Task to carry out:
The entries below should be copied exactly and completely.
==== Records for this exercise
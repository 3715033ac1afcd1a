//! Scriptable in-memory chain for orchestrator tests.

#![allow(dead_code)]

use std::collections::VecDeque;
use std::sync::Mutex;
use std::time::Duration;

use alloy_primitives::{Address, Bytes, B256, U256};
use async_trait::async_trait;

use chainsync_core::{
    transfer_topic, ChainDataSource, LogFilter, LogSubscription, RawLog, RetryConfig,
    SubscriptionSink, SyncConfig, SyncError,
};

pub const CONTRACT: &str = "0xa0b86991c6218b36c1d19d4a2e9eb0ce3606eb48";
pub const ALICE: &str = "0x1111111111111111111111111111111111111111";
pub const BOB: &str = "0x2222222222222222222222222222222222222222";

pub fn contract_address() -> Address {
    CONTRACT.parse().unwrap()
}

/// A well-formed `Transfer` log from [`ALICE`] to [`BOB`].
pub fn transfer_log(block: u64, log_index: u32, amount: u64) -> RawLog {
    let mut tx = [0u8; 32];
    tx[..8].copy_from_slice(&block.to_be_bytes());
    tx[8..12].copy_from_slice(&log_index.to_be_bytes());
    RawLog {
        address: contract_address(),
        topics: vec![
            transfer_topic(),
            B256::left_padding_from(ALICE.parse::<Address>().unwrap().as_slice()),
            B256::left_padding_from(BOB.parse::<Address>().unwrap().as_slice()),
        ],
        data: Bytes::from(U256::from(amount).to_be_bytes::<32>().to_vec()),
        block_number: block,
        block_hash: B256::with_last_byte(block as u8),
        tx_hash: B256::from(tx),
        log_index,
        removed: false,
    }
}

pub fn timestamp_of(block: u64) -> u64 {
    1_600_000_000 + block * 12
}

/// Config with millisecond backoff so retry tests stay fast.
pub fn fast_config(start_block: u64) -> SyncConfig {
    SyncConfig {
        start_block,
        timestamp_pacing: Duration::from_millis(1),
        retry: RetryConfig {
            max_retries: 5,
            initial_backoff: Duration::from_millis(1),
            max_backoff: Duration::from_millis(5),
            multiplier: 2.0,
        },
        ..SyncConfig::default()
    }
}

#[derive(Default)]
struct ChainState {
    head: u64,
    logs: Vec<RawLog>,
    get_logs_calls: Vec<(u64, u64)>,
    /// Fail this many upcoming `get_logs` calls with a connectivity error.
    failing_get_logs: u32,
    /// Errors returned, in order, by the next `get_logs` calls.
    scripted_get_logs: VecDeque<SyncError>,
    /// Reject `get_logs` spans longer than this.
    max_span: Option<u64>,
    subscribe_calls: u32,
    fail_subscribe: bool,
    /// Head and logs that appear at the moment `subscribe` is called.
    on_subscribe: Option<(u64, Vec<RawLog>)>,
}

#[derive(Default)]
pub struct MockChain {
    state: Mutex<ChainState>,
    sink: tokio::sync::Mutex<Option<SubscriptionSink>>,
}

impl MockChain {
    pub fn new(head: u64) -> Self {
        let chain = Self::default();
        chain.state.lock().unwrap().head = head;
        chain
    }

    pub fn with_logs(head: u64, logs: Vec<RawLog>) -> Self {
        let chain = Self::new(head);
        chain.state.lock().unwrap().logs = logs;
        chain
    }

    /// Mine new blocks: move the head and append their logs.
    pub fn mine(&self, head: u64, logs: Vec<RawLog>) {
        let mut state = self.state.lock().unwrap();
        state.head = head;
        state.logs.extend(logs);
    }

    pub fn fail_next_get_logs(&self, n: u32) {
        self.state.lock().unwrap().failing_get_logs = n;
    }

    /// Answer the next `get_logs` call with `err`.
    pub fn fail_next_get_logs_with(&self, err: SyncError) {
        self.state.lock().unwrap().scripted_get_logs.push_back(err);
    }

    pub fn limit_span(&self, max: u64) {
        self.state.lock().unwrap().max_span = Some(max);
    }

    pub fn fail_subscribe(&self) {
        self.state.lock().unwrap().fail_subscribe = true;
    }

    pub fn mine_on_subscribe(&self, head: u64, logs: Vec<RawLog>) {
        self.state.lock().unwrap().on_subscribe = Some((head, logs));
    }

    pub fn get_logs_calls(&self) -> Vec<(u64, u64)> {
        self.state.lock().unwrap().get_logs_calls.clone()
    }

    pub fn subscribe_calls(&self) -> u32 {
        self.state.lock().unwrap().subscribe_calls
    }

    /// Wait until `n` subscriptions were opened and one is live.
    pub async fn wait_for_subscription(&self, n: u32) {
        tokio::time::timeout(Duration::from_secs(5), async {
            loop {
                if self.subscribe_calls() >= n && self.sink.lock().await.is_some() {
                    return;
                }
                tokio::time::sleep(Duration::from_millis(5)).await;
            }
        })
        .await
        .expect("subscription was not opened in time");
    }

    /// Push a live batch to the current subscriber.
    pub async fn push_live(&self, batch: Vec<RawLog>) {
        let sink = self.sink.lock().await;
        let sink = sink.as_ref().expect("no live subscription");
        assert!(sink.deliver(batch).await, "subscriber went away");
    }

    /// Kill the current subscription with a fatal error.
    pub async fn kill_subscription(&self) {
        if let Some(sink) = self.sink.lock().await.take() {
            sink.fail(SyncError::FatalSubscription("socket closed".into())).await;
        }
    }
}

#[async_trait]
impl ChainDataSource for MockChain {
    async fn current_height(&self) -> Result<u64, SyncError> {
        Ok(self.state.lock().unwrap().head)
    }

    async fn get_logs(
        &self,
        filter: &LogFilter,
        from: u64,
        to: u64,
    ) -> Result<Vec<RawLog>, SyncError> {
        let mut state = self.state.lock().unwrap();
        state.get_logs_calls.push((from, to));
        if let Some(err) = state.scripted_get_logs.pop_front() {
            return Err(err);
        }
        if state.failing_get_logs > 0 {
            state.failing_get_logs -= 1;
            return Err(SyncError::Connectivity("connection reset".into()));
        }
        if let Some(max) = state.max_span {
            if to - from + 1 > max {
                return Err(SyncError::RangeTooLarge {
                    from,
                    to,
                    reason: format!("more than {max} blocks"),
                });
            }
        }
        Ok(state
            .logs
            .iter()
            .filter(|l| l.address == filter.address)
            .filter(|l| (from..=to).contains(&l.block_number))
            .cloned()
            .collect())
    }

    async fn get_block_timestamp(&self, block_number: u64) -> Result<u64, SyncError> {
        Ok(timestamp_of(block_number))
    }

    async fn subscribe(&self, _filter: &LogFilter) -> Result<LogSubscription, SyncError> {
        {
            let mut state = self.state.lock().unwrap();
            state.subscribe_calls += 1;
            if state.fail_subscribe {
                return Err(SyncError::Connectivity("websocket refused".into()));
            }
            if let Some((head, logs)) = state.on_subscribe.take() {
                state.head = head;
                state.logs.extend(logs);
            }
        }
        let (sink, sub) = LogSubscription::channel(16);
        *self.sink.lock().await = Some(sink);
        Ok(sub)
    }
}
========
Answer to the problem:
repository 3715033ac1afcd1a
//! Scriptable in-memory chain for orchestrator tests.

#![allow(dead_code)]

use std::collections::VecDeque;
use std::sync::Mutex;
use std::time::Duration;

use alloy_primitives::{Address, Bytes, B256, U256};
use async_trait::async_trait;

use chainsync_core::{
    transfer_topic, ChainDataSource, LogFilter, LogSubscription, RawLog, RetryConfig,
    SubscriptionSink, SyncConfig, SyncError,
};

pub const CONTRACT: &str = "0xa0b86991c6218b36c1d19d4a2e9eb0ce3606eb48";
pub const ALICE: &str = "0x1111111111111111111111111111111111111111";
pub const BOB: &str = "0x2222222222222222222222222222222222222222";

pub fn contract_address() -> Address {
    CONTRACT.parse().unwrap()
}

/// A well-formed `Transfer` log from [`ALICE`] to [`BOB`].
pub fn transfer_log(block: u64, log_index: u32, amount: u64) -> RawLog {
    let mut tx = [0u8; 32];
    tx[..8].copy_from_slice(&block.to_be_bytes());
    tx[8..12].copy_from_slice(&log_index.to_be_bytes());
    RawLog {
        address: contract_address(),
        topics: vec![
            transfer_topic(),
            B256::left_padding_from(ALICE.parse::<Address>().unwrap().as_slice()),
            B256::left_padding_from(BOB.parse::<Address>().unwrap().as_slice()),
        ],
        data: Bytes::from(U256::from(amount).to_be_bytes::<32>().to_vec()),
        block_number: block,
        block_hash: B256::with_last_byte(block as u8),
        tx_hash: B256::from(tx),
        log_index,
        removed: false,
    }
}

pub fn timestamp_of(block: u64) -> u64 {
    1_600_000_000 + block * 12
}

/// Config with millisecond backoff so retry tests stay fast.
pub fn fast_config(start_block: u64) -> SyncConfig {
    SyncConfig {
        start_block,
        timestamp_pacing: Duration::from_millis(1),
        retry: RetryConfig {
            max_retries: 5,
            initial_backoff: Duration::from_millis(1),
            max_backoff: Duration::from_millis(5),
            multiplier: 2.0,
        },
        ..SyncConfig::default()
    }
}

#[derive(Default)]
struct ChainState {
    head: u64,
    logs: Vec<RawLog>,
    get_logs_calls: Vec<(u64, u64)>,
    /// Fail this many upcoming `get_logs` calls with a connectivity error.
    failing_get_logs: u32,
    /// Errors returned, in order, by the next `get_logs` calls.
    scripted_get_logs: VecDeque<SyncError>,
    /// Reject `get_logs` spans longer than this.
    max_span: Option<u64>,
    subscribe_calls: u32,
    fail_subscribe: bool,
    /// Head and logs that appear at the moment `subscribe` is called.
    on_subscribe: Option<(u64, Vec<RawLog>)>,
}

#[derive(Default)]
pub struct MockChain {
    state: Mutex<ChainState>,
    sink: tokio::sync::Mutex<Option<SubscriptionSink>>,
}

impl MockChain {
    pub fn new(head: u64) -> Self {
        let chain = Self::default();
        chain.state.lock().unwrap().head = head;
        chain
    }

    pub fn with_logs(head: u64, logs: Vec<RawLog>) -> Self {
        let chain = Self::new(head);
        chain.state.lock().unwrap().logs = logs;
        chain
    }

    /// Mine new blocks: move the head and append their logs.
    pub fn mine(&self, head: u64, logs: Vec<RawLog>) {
        let mut state = self.state.lock().unwrap();
        state.head = head;
        state.logs.extend(logs);
    }

    pub fn fail_next_get_logs(&self, n: u32) {
        self.state.lock().unwrap().failing_get_logs = n;
    }

    /// Answer the next `get_logs` call with `err`.
    pub fn fail_next_get_logs_with(&self, err: SyncError) {
        self.state.lock().unwrap().scripted_get_logs.push_back(err);
    }

    pub fn limit_span(&self, max: u64) {
        self.state.lock().unwrap().max_span = Some(max);
    }

    pub fn fail_subscribe(&self) {
        self.state.lock().unwrap().fail_subscribe = true;
    }

    pub fn mine_on_subscribe(&self, head: u64, logs: Vec<RawLog>) {
        self.state.lock().unwrap().on_subscribe = Some((head, logs));
    }

    pub fn get_logs_calls(&self) -> Vec<(u64, u64)> {
        self.state.lock().unwrap().get_logs_calls.clone()
    }

    pub fn subscribe_calls(&self) -> u32 {
        self.state.lock().unwrap().subscribe_calls
    }

    /// Wait until `n` subscriptions were opened and one is live.
    pub async fn wait_for_subscription(&self, n: u32) {
        tokio::time::timeout(Duration::from_secs(5), async {
            loop {
                if self.subscribe_calls() >= n && self.sink.lock().await.is_some() {
                    return;
                }
                tokio::time::sleep(Duration::from_millis(5)).await;
            }
        })
        .await
        .expect("subscription was not opened in time");
    }

    /// Push a live batch to the current subscriber.
    pub async fn push_live(&self, batch: Vec<RawLog>) {
        let sink = self.sink.lock().await;
        let sink = sink.as_ref().expect("no live subscription");
        assert!(sink.deliver(batch).await, "subscriber went away");
    }

    /// Kill the current subscription with a fatal error.
    pub async fn kill_subscription(&self) {
        if let Some(sink) = self.sink.lock().await.take() {
            sink.fail(SyncError::FatalSubscription("socket closed".into())).await;
        }
    }
}

#[async_trait]
impl ChainDataSource for MockChain {
    async fn current_height(&self) -> Result<u64, SyncError> {
        Ok(self.state.lock().unwrap().head)
    }

    async fn get_logs(
        &self,
        filter: &LogFilter,
        from: u64,
        to: u64,
    ) -> Result<Vec<RawLog>, SyncError> {
        let mut state = self.state.lock().unwrap();
        state.get_logs_calls.push((from, to));
        if let Some(err) = state.scripted_get_logs.pop_front() {
            return Err(err);
        }
        if state.failing_get_logs > 0 {
            state.failing_get_logs -= 1;
            return Err(SyncError::Connectivity("connection reset".into()));
        }
        if let Some(max) = state.max_span {
            if to - from + 1 > max {
                return Err(SyncError::RangeTooLarge {
                    from,
                    to,
                    reason: format!("more than {max} blocks"),
                });
            }
        }
        Ok(state
            .logs
            .iter()
            .filter(|l| l.address == filter.address)
            .filter(|l| (from..=to).contains(&l.block_number))
            .cloned()
            .collect())
    }

    async fn get_block_timestamp(&self, block_number: u64) -> Result<u64, SyncError> {
        Ok(timestamp_of(block_number))
    }

    async fn subscribe(&self, _filter: &LogFilter) -> Result<LogSubscription, SyncError> {
        {
            let mut state = self.state.lock().unwrap();
            state.subscribe_calls += 1;
            if state.fail_subscribe {
                return Err(SyncError::Connectivity("websocket refused".into()));
            }
            if let Some((head, logs)) = state.on_subscribe.take() {
                state.head = head;
                state.logs.extend(logs);
            }
        }
        let (sink, sub) = LogSubscription::channel(16);
        *self.sink.lock().await = Some(sink);
        Ok(sub)
    }
}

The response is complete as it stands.